BRIEF:
Count how many lines of the material hold "routing". Respond with that number alone.

DATA FOR REVIEW:
*****

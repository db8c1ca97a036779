//! Companion server: compiled SPA assets plus a backend reverse proxy.
//!
//! The original deployment put a small Node process in front of the SPA; this
//! is the same thin wrapper over axum. It serves three things:
//!
//! | Path | Behavior |
//! |------|----------|
//! | `GET /readyz`, `GET /livez` | Health endpoints for orchestrators |
//! | `/api/svc`, `/api/ml`, `/api/monitoring`, `/api/tfy-build` | Reverse-proxied to the configured upstreams (prefix stripped) |
//! | everything else | Static files from `static_dir`, falling back to `index.html` for SPA routes |
//!
//! Proxying buffers request and response bodies (they are JSON API calls, not
//! bulk transfers), forwards method, query string, and non-hop-by-hop
//! headers, and maps upstream failures to a `502` with the standard error
//! body. CORS is permissive to support embedded apps.

use anyhow::{anyhow, Result};
use axum::{
    body::Body,
    extract::{Request, State},
    http::StatusCode,
    response::{IntoResponse, Response},
    routing::{any, get},
    Json, Router,
};
use serde::Serialize;
use std::sync::Arc;
use tower_http::cors::CorsLayer;
use tower_http::services::{ServeDir, ServeFile};

use crate::config::{Config, ServerConfig};

/// Proxied request bodies are buffered; anything past this is rejected.
const MAX_PROXY_BODY: usize = 50 * 1024 * 1024;

struct ProxyState {
    http: reqwest::Client,
    /// `(path prefix, upstream base URL)`, matched longest-prefix-wins is not
    /// needed — the four prefixes never nest.
    routes: Vec<(String, String)>,
}

/// Start the companion server. Requires the `[server]` config section.
pub async fn run_server(config: &Config) -> Result<()> {
    let server = config
        .server
        .as_ref()
        .ok_or_else(|| anyhow!("[server] section missing from config"))?;

    let app = build_router(server);

    println!("DocsQA server listening on http://{}", server.bind);
    println!("  static:  {}", server.static_dir.display());
    println!("  /api/svc -> {}", server.svc_upstream);
    println!("  /api/ml  -> {}", server.ml_upstream);

    let listener = tokio::net::TcpListener::bind(&server.bind).await?;
    axum::serve(listener, app).await?;
    Ok(())
}

/// Build the router separately from binding so tests can drive it directly.
pub fn build_router(server: &ServerConfig) -> Router {
    let state = Arc::new(ProxyState {
        http: reqwest::Client::new(),
        routes: vec![
            ("/api/svc".to_string(), server.svc_upstream.clone()),
            ("/api/ml".to_string(), server.ml_upstream.clone()),
            (
                "/api/monitoring".to_string(),
                server.monitoring_upstream.clone(),
            ),
            ("/api/tfy-build".to_string(), server.build_upstream.clone()),
        ],
    });

    let static_service = ServeDir::new(&server.static_dir)
        .fallback(ServeFile::new(server.static_dir.join("index.html")));

    Router::new()
        .route("/readyz", get(handle_readyz))
        .route("/livez", get(handle_livez))
        .route("/api/svc", any(handle_proxy))
        .route("/api/svc/{*rest}", any(handle_proxy))
        .route("/api/ml", any(handle_proxy))
        .route("/api/ml/{*rest}", any(handle_proxy))
        .route("/api/monitoring", any(handle_proxy))
        .route("/api/monitoring/{*rest}", any(handle_proxy))
        .route("/api/tfy-build", any(handle_proxy))
        .route("/api/tfy-build/{*rest}", any(handle_proxy))
        .fallback_service(static_service)
        .layer(CorsLayer::permissive())
        .with_state(state)
}

// ============ Health ============

#[derive(Serialize)]
struct HealthResponse {
    status: String,
    version: String,
}

async fn handle_readyz() -> Json<HealthResponse> {
    Json(HealthResponse {
        status: "ready".to_string(),
        version: env!("CARGO_PKG_VERSION").to_string(),
    })
}

async fn handle_livez() -> Json<HealthResponse> {
    Json(HealthResponse {
        status: "alive".to_string(),
        version: env!("CARGO_PKG_VERSION").to_string(),
    })
}

// ============ Error response ============

#[derive(Serialize)]
struct ErrorBody {
    error: ErrorDetail,
}

#[derive(Serialize)]
struct ErrorDetail {
    code: String,
    message: String,
}

fn error_response(status: StatusCode, code: &str, message: impl Into<String>) -> Response {
    (
        status,
        Json(ErrorBody {
            error: ErrorDetail {
                code: code.to_string(),
                message: message.into(),
            },
        }),
    )
        .into_response()
}

// ============ Reverse proxy ============

async fn handle_proxy(State(state): State<Arc<ProxyState>>, req: Request) -> Response {
    let path = req.uri().path().to_string();
    let route = state
        .routes
        .iter()
        .find(|(prefix, _)| path == *prefix || path.starts_with(&format!("{}/", prefix)))
        .cloned();

    let Some((prefix, upstream)) = route else {
        return error_response(StatusCode::NOT_FOUND, "not_found", "no proxy route");
    };

    let (parts, body) = req.into_parts();
    let bytes = match axum::body::to_bytes(body, MAX_PROXY_BODY).await {
        Ok(bytes) => bytes,
        Err(_) => {
            return error_response(
                StatusCode::PAYLOAD_TOO_LARGE,
                "body_too_large",
                "proxied request body exceeds the buffer limit",
            )
        }
    };

    let target = target_url(&upstream, &prefix, parts.uri.path(), parts.uri.query());

    let mut headers = parts.headers.clone();
    strip_connection_headers(&mut headers);

    let upstream_resp = state
        .http
        .request(parts.method.clone(), &target)
        .headers(headers)
        .body(bytes)
        .send()
        .await;

    match upstream_resp {
        Ok(resp) => {
            let status = resp.status();
            let mut builder = Response::builder().status(status);
            for (name, value) in resp.headers() {
                if !is_connection_header(name.as_str()) {
                    builder = builder.header(name, value);
                }
            }
            match resp.bytes().await {
                Ok(body) => builder
                    .body(Body::from(body))
                    .unwrap_or_else(|e| {
                        error_response(StatusCode::BAD_GATEWAY, "upstream", e.to_string())
                    }),
                Err(e) => error_response(StatusCode::BAD_GATEWAY, "upstream", e.to_string()),
            }
        }
        Err(e) => error_response(
            StatusCode::BAD_GATEWAY,
            "upstream_unreachable",
            e.to_string(),
        ),
    }
}

/// Rewrite an incoming path to its upstream URL, stripping the proxy prefix
/// and preserving the query string.
fn target_url(upstream: &str, prefix: &str, path: &str, query: Option<&str>) -> String {
    let stripped = path.strip_prefix(prefix).unwrap_or(path);
    let mut target = format!(
        "{}{}",
        upstream.trim_end_matches('/'),
        if stripped.is_empty() { "/" } else { stripped }
    );
    if let Some(q) = query {
        target.push('?');
        target.push_str(q);
    }
    target
}

const CONNECTION_HEADERS: &[&str] = &[
    "host",
    "connection",
    "keep-alive",
    "proxy-authenticate",
    "proxy-authorization",
    "te",
    "trailer",
    "transfer-encoding",
    "upgrade",
    "content-length",
];

fn is_connection_header(name: &str) -> bool {
    CONNECTION_HEADERS.contains(&name.to_ascii_lowercase().as_str())
}

fn strip_connection_headers(headers: &mut axum::http::HeaderMap) {
    for name in CONNECTION_HEADERS {
        headers.remove(*name);
    }
}
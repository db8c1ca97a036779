//! End-to-end tests against an in-process mock of the QA Foundry API.
//!
//! The mock implements just enough of the backend contract — collection and
//! app CRUD, data source registration, ingestion runs, signed upload slots,
//! and the SSE answer endpoint — to exercise the client, the tag cache, the
//! batched upload protocol, and the streaming parser without a network.

use axum::{
    body::Bytes,
    extract::{Path, State},
    http::StatusCode,
    response::{IntoResponse, Response},
    routing::{get, post, put},
    Json, Router,
};
use serde_json::{json, Value};
use std::collections::HashMap;
use std::sync::{Arc, Mutex};

use docsqa::client::FoundryClient;
use docsqa::config::{BackendConfig, ServerConfig, UploadConfig};
use docsqa::models::{
    AnswerRequest, AssociatedDataSource, Collection, DataSourceType, EmbedderConfig,
    IngestionStatus, ModelConfiguration, RagApp, RagAppConfig,
};
use docsqa::serve::build_router;
use docsqa::stream::AnswerEvent;
use docsqa::upload::upload_directory;

// ============ Mock backend ============

#[derive(Default)]
struct MockState {
    base: String,
    collections: HashMap<String, Value>,
    data_sources: Vec<Value>,
    runs: Vec<Value>,
    apps: HashMap<String, Value>,
    uploads: HashMap<String, Vec<u8>>,
    collections_list_hits: usize,
    data_source_list_hits: usize,
    slot_request_sizes: Vec<usize>,
}

type Shared = Arc<Mutex<MockState>>;

fn mock_router(state: Shared) -> Router {
    Router::new()
        .route(
            "/v1/collections",
            get(list_collections).post(create_collection),
        )
        .route(
            "/v1/collections/{name}",
            get(get_collection).delete(delete_collection),
        )
        .route("/v1/collections/{name}/data-sources", post(link_source))
        .route("/v1/collections/{name}/unlink", post(unlink_source))
        .route("/v1/collections/{name}/ingest", post(trigger_ingest))
        .route("/v1/collections/{name}/ingestion-runs", get(list_runs))
        .route(
            "/v1/collections/{name}/ingestion-runs/{run}",
            get(get_run),
        )
        .route("/v1/data-sources", get(list_sources).post(create_source))
        .route("/v1/data-sources/delete", post(delete_source))
        .route("/v1/models", get(list_models))
        .route("/v1/apps", get(list_apps).post(create_app))
        .route("/v1/apps/{name}", get(get_app).delete(delete_app))
        .route("/v1/uploads/batch", post(upload_slots))
        .route("/upload/{*rest}", put(receive_upload))
        .route("/v1/answer", post(answer))
        .with_state(state)
}

async fn spawn_mock() -> (String, Shared) {
    let listener = tokio::net::TcpListener::bind("127.0.0.1:0").await.unwrap();
    let base = format!("http://{}", listener.local_addr().unwrap());
    let state = Arc::new(Mutex::new(MockState {
        base: base.clone(),
        ..Default::default()
    }));
    let app = mock_router(state.clone());
    tokio::spawn(async move {
        axum::serve(listener, app).await.unwrap();
    });
    (base, state)
}

fn not_found(what: &str) -> Response {
    (
        StatusCode::NOT_FOUND,
        Json(json!({ "detail": [{ "msg": format!("{} not found", what) }] })),
    )
        .into_response()
}

async fn list_collections(State(state): State<Shared>) -> Json<Value> {
    let mut s = state.lock().unwrap();
    s.collections_list_hits += 1;
    let list: Vec<Value> = s.collections.values().cloned().collect();
    Json(json!({ "collections": list }))
}

async fn create_collection(State(state): State<Shared>, Json(body): Json<Value>) -> Response {
    let name = body["name"].as_str().unwrap_or_default().to_string();
    let mut s = state.lock().unwrap();
    if s.collections.contains_key(&name) {
        return (
            StatusCode::CONFLICT,
            Json(json!({ "detail": [{ "msg": "collection already exists" }] })),
        )
            .into_response();
    }
    s.collections.insert(name, body.clone());
    Json(body).into_response()
}

async fn get_collection(State(state): State<Shared>, Path(name): Path<String>) -> Response {
    match state.lock().unwrap().collections.get(&name) {
        Some(c) => Json(c.clone()).into_response(),
        None => not_found("collection"),
    }
}

async fn delete_collection(State(state): State<Shared>, Path(name): Path<String>) -> Response {
    match state.lock().unwrap().collections.remove(&name) {
        Some(_) => StatusCode::NO_CONTENT.into_response(),
        None => not_found("collection"),
    }
}

async fn link_source(
    State(state): State<Shared>,
    Path(name): Path<String>,
    Json(body): Json<Value>,
) -> Response {
    let mut s = state.lock().unwrap();
    match s.collections.get_mut(&name) {
        Some(c) => {
            c["associated_data_sources"]
                .as_array_mut()
                .expect("collection has source list")
                .push(body);
            Json(json!({})).into_response()
        }
        None => not_found("collection"),
    }
}

async fn unlink_source(
    State(state): State<Shared>,
    Path(name): Path<String>,
    Json(body): Json<Value>,
) -> Response {
    let mut s = state.lock().unwrap();
    match s.collections.get_mut(&name) {
        Some(c) => {
            c["associated_data_sources"]
                .as_array_mut()
                .expect("collection has source list")
                .retain(|linked| linked["data_source_fqn"] != body["data_source_fqn"]);
            Json(json!({})).into_response()
        }
        None => not_found("collection"),
    }
}

async fn trigger_ingest(
    State(state): State<Shared>,
    Path(name): Path<String>,
    Json(body): Json<Value>,
) -> Response {
    let mut s = state.lock().unwrap();
    if !s.collections.contains_key(&name) {
        return not_found("collection");
    }
    let run = json!({
        "name": format!("run-{}", s.runs.len() + 1),
        "collection_name": name,
        "data_source_fqn": body["data_source_fqn"],
        "status": "INITIALIZED",
    });
    s.runs.push(run.clone());
    Json(run).into_response()
}

async fn list_runs(State(state): State<Shared>, Path(name): Path<String>) -> Json<Value> {
    let s = state.lock().unwrap();
    let runs: Vec<Value> = s
        .runs
        .iter()
        .filter(|r| r["collection_name"] == json!(name))
        .cloned()
        .collect();
    Json(json!({ "ingestion_runs": runs }))
}

async fn get_run(
    State(state): State<Shared>,
    Path((_, run)): Path<(String, String)>,
) -> Response {
    let s = state.lock().unwrap();
    match s.runs.iter().find(|r| r["name"] == json!(run)) {
        Some(r) => Json(r.clone()).into_response(),
        None => not_found("ingestion run"),
    }
}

*****

THE COMPLETED TASK:
2